Sur l’ethnocide comme meurtre culturel…

Tout le monde sait ce qu’est un génocide mais très peu font la distinction entre celui-ci et ce mécanisme de déracinement culturel appelé «ethnocide» qui s’abat sur une grande partie du monde et dont les victimes sont les peuples, les cultures et les spécificités ethniques…

Un meurtre n’est pas toujours l’élimination physique d’un citoyen. Il y a, en effet, des crimes autrement plus abjects parce que plus sournois…

Parmi ceux-ci on peut citer l’ethnocide qui consiste en la destruction non pas d’un seul être vivant mais de l’identité culturelle de tout un groupe; ce que l’Union internationale des sciences anthropologiques et ethnologiques définit comme étant «toute entreprise ou action conduisant à la destruction de la culture d’un groupe, à l’éradication de son identité ethnique».

Ainsi, dire de l’ethnocide que c’est d’abord et avant tout, un «meurtre culturel» revient à remettre en question  les fondements même de la civilisation moderne puisque c’est, par le biais de la culture, qu’il a été procédé à la destruction de l’identité des aborigènes d’Australie et des Amérindiens, à la russification des peuples de Sibérie, à l’arabisation des Berbères  d’Afrique du Nord ou encore à la tentative de Franco d’éradiquer les langues basque et catalane en Espagne.

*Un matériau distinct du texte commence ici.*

pub mod address;
pub mod codec;
pub mod connection;
pub mod datalink;
pub mod interrupts;
pub mod layer;
pub mod message;
pub mod params;
pub mod receiver;
pub mod timer;
pub mod transmitter;
pub mod types;

#[cfg(test)]
#[ctor::ctor]
fn setup_test_logging() {
    tracing_subscriber::fmt()
        .with_max_level(tracing::Level::TRACE)
        .with_test_writer()
        .with_ansi(true)
        .init();
}
pub mod code;
pub mod connection;
pub mod dispatcher;
pub mod job;
pub mod services;
pub mod session;
pub mod session_manager;
pub mod transport_binding;

#[cfg(test)]
#[ctor::ctor]
fn setup_test_logging() {
    tracing_subscriber::fmt()
        .with_max_level(tracing::Level::TRACE)
        .with_test_writer()
        .with_ansi(true)
        .init();
}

Ainsi, si dans l’Histoire de l’Humanité l’ethnocide n’est pas un phénomène récent c’est, surtout, grâce à la découverte du Nouveau Monde qu’il a pu acquérir  ses «lettres de noblesse». Ce voyage hors des frontières du vieux continent  avait permis aux pèlerins de prendre connaissance du fait qu’il y a, de par ce vaste monde, des peuples qui se font de l’existence une idée bien différente de la leur et de celle communément admise en ce temps-là. Mais le fait que cette culture soit différente ne justifie, en aucun cas, la remise en question de sa validité.

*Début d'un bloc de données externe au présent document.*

//! Process-wide session state, the S3 inactivity timeout and session
//! persistence

use docan_transport::timer;

use crate::code::DiagReturnCode;
use crate::connection::IncomingDiagConnection;
use crate::job::{ShutdownKind, UdsLifecycleConnector};
use crate::session::SessionType;

/// Delay granted to the reset requested when entering the programming
/// session
pub const RESET_DELAY_MS: u32 = 100;

/// Single-byte persistence of the active session across a hard reset
pub trait SessionPersistence {
    /// The session byte stored before the last reset, if any
    fn read_session(&mut self) -> Option<u8>;

    /// Store the session byte; `false` if the write failed
    fn write_session(&mut self, session_byte: u8) -> bool;
}

/// Persistence that never remembers anything
pub struct NoSessionPersistence;

impl SessionPersistence for NoSessionPersistence {
    fn read_session(&mut self) -> Option<u8> {
        None
    }

    fn write_session(&mut self, _session_byte: u8) -> bool {
        true
    }
}

/// Notified on session changes and on responses leaving
pub trait DiagSessionChangedListener {
    fn diag_session_changed(&mut self, session: SessionType);

    fn diag_session_response_sent(&mut self, response_code: u8) {
        let _ = response_code;
    }
}

/// Holds the active session and drives the S3 timeout
pub struct DiagSessionManager {
    current: SessionType,
    tester_present_timeout_ms: u32,
    s3_deadline: Option<u32>,
    tester_present_received: bool,
    persistence: Box<dyn SessionPersistence>,
    listeners: Vec<Box<dyn DiagSessionChangedListener>>,
}

impl DiagSessionManager {
    pub fn new(persistence: Box<dyn SessionPersistence>, tester_present_timeout_ms: u32) -> Self {
        Self {
            current: SessionType::Default,
            tester_present_timeout_ms,
            s3_deadline: None,
            tester_present_received: false,
            persistence,
            listeners: Vec::new(),
        }
    }

    /// Restore persisted state; the application session always starts out
    /// in Default
    pub fn init(&mut self) {
        if let Some(session_byte) = self.persistence.read_session() {
            tracing::debug!("starting up with persisted session {session_byte:#04X}");
        }
        self.current = SessionType::Default;
        self.s3_deadline = None;
    }

    #[inline]
    #[must_use]
    pub fn active_session(&self) -> SessionType {
        self.current
    }

    pub fn add_session_listener(&mut self, listener: Box<dyn DiagSessionChangedListener>) {
        self.listeners.push(listener);
    }

    /// A job was accepted for the incoming request
    ///
    /// Freezes the S3 timeout for the duration of the request.
    pub fn accepted_job(
        &mut self,
        _connection: &IncomingDiagConnection,
        request: &[u8],
    ) -> DiagReturnCode {
        self.tester_present_received = request.first() == Some(&0x3E);
        self.stop_session_timeout();
        DiagReturnCode::Ok
    }

    /// A response left the ECU
    ///
    /// Restarts the S3 timeout for every response except the "response
    /// pending" keep-alive.
    pub fn response_sent(&mut self, code: DiagReturnCode, now_ms: u32) {
        if code != DiagReturnCode::ResponsePending {
            self.start_session_timeout(now_ms);
        }
        if self.tester_present_received {
            self.tester_present_received = false;
        } else {
            let response_code = code.nrc().unwrap_or(0);
            for listener in &mut self.listeners {
                listener.diag_session_response_sent(response_code);
            }
        }
    }

    /// Arm the S3 timeout in the sessions that revert on inactivity
    pub fn start_session_timeout(&mut self, now_ms: u32) {
        if matches!(self.current, SessionType::Extended | SessionType::Programming) {
            self.s3_deadline = Some(now_ms.wrapping_add(self.tester_present_timeout_ms));
        }
    }

    pub fn stop_session_timeout(&mut self) {
        self.s3_deadline = None;
    }

    #[inline]
    #[must_use]
    pub fn is_session_timeout_active(&self) -> bool {
        self.s3_deadline.is_some()
    }

    /// Expire the S3 timeout
    pub fn cyclic(&mut self, now_ms: u32) {
        let Some(deadline) = self.s3_deadline else {
            return;
        };
        if !timer::expired(deadline, now_ms) {
            return;
        }
        self.s3_deadline = None;
        tracing::warn!(
            "session timeout in session {:#04X}",
            self.current.session_byte()
        );
        if self.current == SessionType::Extended {
            self.switch_session(SessionType::Default, now_ms);
        } else {
            tracing::error!(
                "session timeout in session {:#04X} is not allowed",
                self.current.session_byte()
            );
        }
    }

    /// Immediately enter `target` (Default or Extended)
    ///
    /// Entering the programming session instead goes through
    /// [DiagSessionManager::persist_and_request_reset] after the response
    /// left.
    pub fn switch_session(&mut self, target: SessionType, now_ms: u32) {
        let old = self.current;
        match target {
            SessionType::Default => {
                self.current = SessionType::Default;
                self.stop_session_timeout();
            }
            SessionType::Extended => {
                self.current = SessionType::Extended;
                self.s3_deadline = Some(now_ms.wrapping_add(self.tester_present_timeout_ms));
            }
            SessionType::Programming => {
                // the device reboots into the programming session
                return;
            }
        }
        tracing::debug!(
            "switching from session {:#04X} to {:#04X}",
            old.session_byte(),
            self.current.session_byte()
        );
        for listener in &mut self.listeners {
            listener.diag_session_changed(self.current);
        }
    }

    /// Persist the programming session byte and request the hard reset
    /// that boots into it
    pub fn persist_and_request_reset(&mut self, lifecycle: &mut dyn UdsLifecycleConnector) {
        if self
            .persistence
            .write_session(SessionType::Programming.session_byte())
        {
            let _ = lifecycle.request_shutdown(ShutdownKind::HardReset, RESET_DELAY_MS);
        } else {
            tracing::error!("persisting the programming session failed");
        }
    }

    pub fn reset_to_default_session(&mut self, now_ms: u32) {
        self.switch_session(SessionType::Default, now_ms);
    }
}

#[cfg(test)]
mod tests {
    use pretty_assertions::assert_eq;

    use super::*;

    fn manager() -> DiagSessionManager {
        DiagSessionManager::new(Box::new(NoSessionPersistence), 5000)
    }

    #[test]
    fn test_s3_reverts_extended_to_default() {
        let mut cut = manager();
        cut.switch_session(SessionType::Extended, 0);
        assert_eq!(cut.active_session(), SessionType::Extended);
        assert!(cut.is_session_timeout_active());

        cut.cyclic(4999);
        assert_eq!(cut.active_session(), SessionType::Extended);
        cut.cyclic(5000);
        assert_eq!(cut.active_session(), SessionType::Default);
        assert!(!cut.is_session_timeout_active());
    }

    #[test]
    fn test_accepted_job_freezes_the_timeout() {
        let mut cut = manager();
        cut.switch_session(SessionType::Extended, 0);
        let connection = IncomingDiagConnection::new(8);

        assert_eq!(
            cut.accepted_job(&connection, &[0x22, 0xF1, 0x90]),
            DiagReturnCode::Ok
        );
        assert!(!cut.is_session_timeout_active());
        // well past the original deadline, the session survives
        cut.cyclic(60_000);
        assert_eq!(cut.active_session(), SessionType::Extended);

        cut.response_sent(DiagReturnCode::Ok, 60_000);
        assert!(cut.is_session_timeout_active());
    }

    #[test]
    fn test_response_pending_does_not_restart_the_timeout() {
        let mut cut = manager();
        cut.switch_session(SessionType::Extended, 0);
        cut.stop_session_timeout();
        cut.response_sent(DiagReturnCode::ResponsePending, 100);
        assert!(!cut.is_session_timeout_active());
    }

    #[test]
    fn test_no_timeout_in_default_session() {
        let mut cut = manager();
        cut.start_session_timeout(0);
        assert!(!cut.is_session_timeout_active());
    }
}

Ainsi, bien que différentes de la culture européenne d’alors, ces cultures dites «primitives» n’ont eu, à aucun moment de leur existence, la prétention de s’ériger en modèle unique d’Humanité. Dès sa première apparition dans ce Nouveau Monde, après avoir saccagé une Europe qui n’arrivait pas encore à comprendre ce qui lui arrivait, le système économique qui avait ravagé le vieux continent alla, telle une flèche empoisonnée, s’incruster dans le cœur d’êtres qui croyaient réellement en la grandeur de l’Homme et pour lesquels l’harmonie universelle n’était pas une utopie ou un vain mot mais le vécu de tous les jours.

Armé donc d’une idéologie qui prônait la démesure et selon laquelle toute chose de ce monde devait être exploitée au maximum, le premier pèlerin du Mayflower n’avait pas été en mesure de comprendre que «l’Indien», bien que disposant de territoires d’une exceptionnelle immensité, ne tuait que le gibier nécessaire à sa nutrition et à son habillement, ne tirait de la terre que ce qui suffisait à sa consommation et n’avait jamais soupçonné que la terre pouvait appartenir à un particulier et ne pas être le lot commun à la fois aux hommes, aux animaux et aux plantes qui, tous y puisent la substance même de leur existence. Et voilà donc comment le fondamental concept individualiste de «propriété privée» a fait son apparition dans le Nouveau Monde.

Dans sa fuite désordonnée d’une Europe ravagée par les famines et les persécutions de toutes sortes, l’Homme Blanc s’était attelé, dans son aveuglement, à reconstruire, pierre par pierre, en un autre lieu, l’édifice qu’il venait à peine de quitter.

Dans le monde de l’Indien, le pouvoir était partagé entre plusieurs «hefs» et si chacun d’eux avait une attribution particulière eu égard à ses aptitudes, aucun d’entre ceux-ci n’avait un pouvoir de décision contraignant et les décisions importantes pour l’existence du groupe étaient prises lors de véritables «conseils» regroupant tous les membres sans aucune discrimination sexuelle, l’homme et la femme étant les deux aspects d’un tout irréductible à une seule de ses composantes.

Ainsi , outre le fait que l’espèce humaine est une notion biologique qui fait que, sur le plan zoologique, tous les hommes sont égaux, l’être humain est aussi un être de culture que l’ethnocide va justement chercher à «assimiler» de manière forcée en le dépossédant de ce bien immatériel sans qu’il soit besoin de recourir à sa destruction physique. L’ethnocide serait donc une assimilation forcée, une destruction culturelle, alors que le génocide est, quant à lui, la destruction physique d’un groupe humain.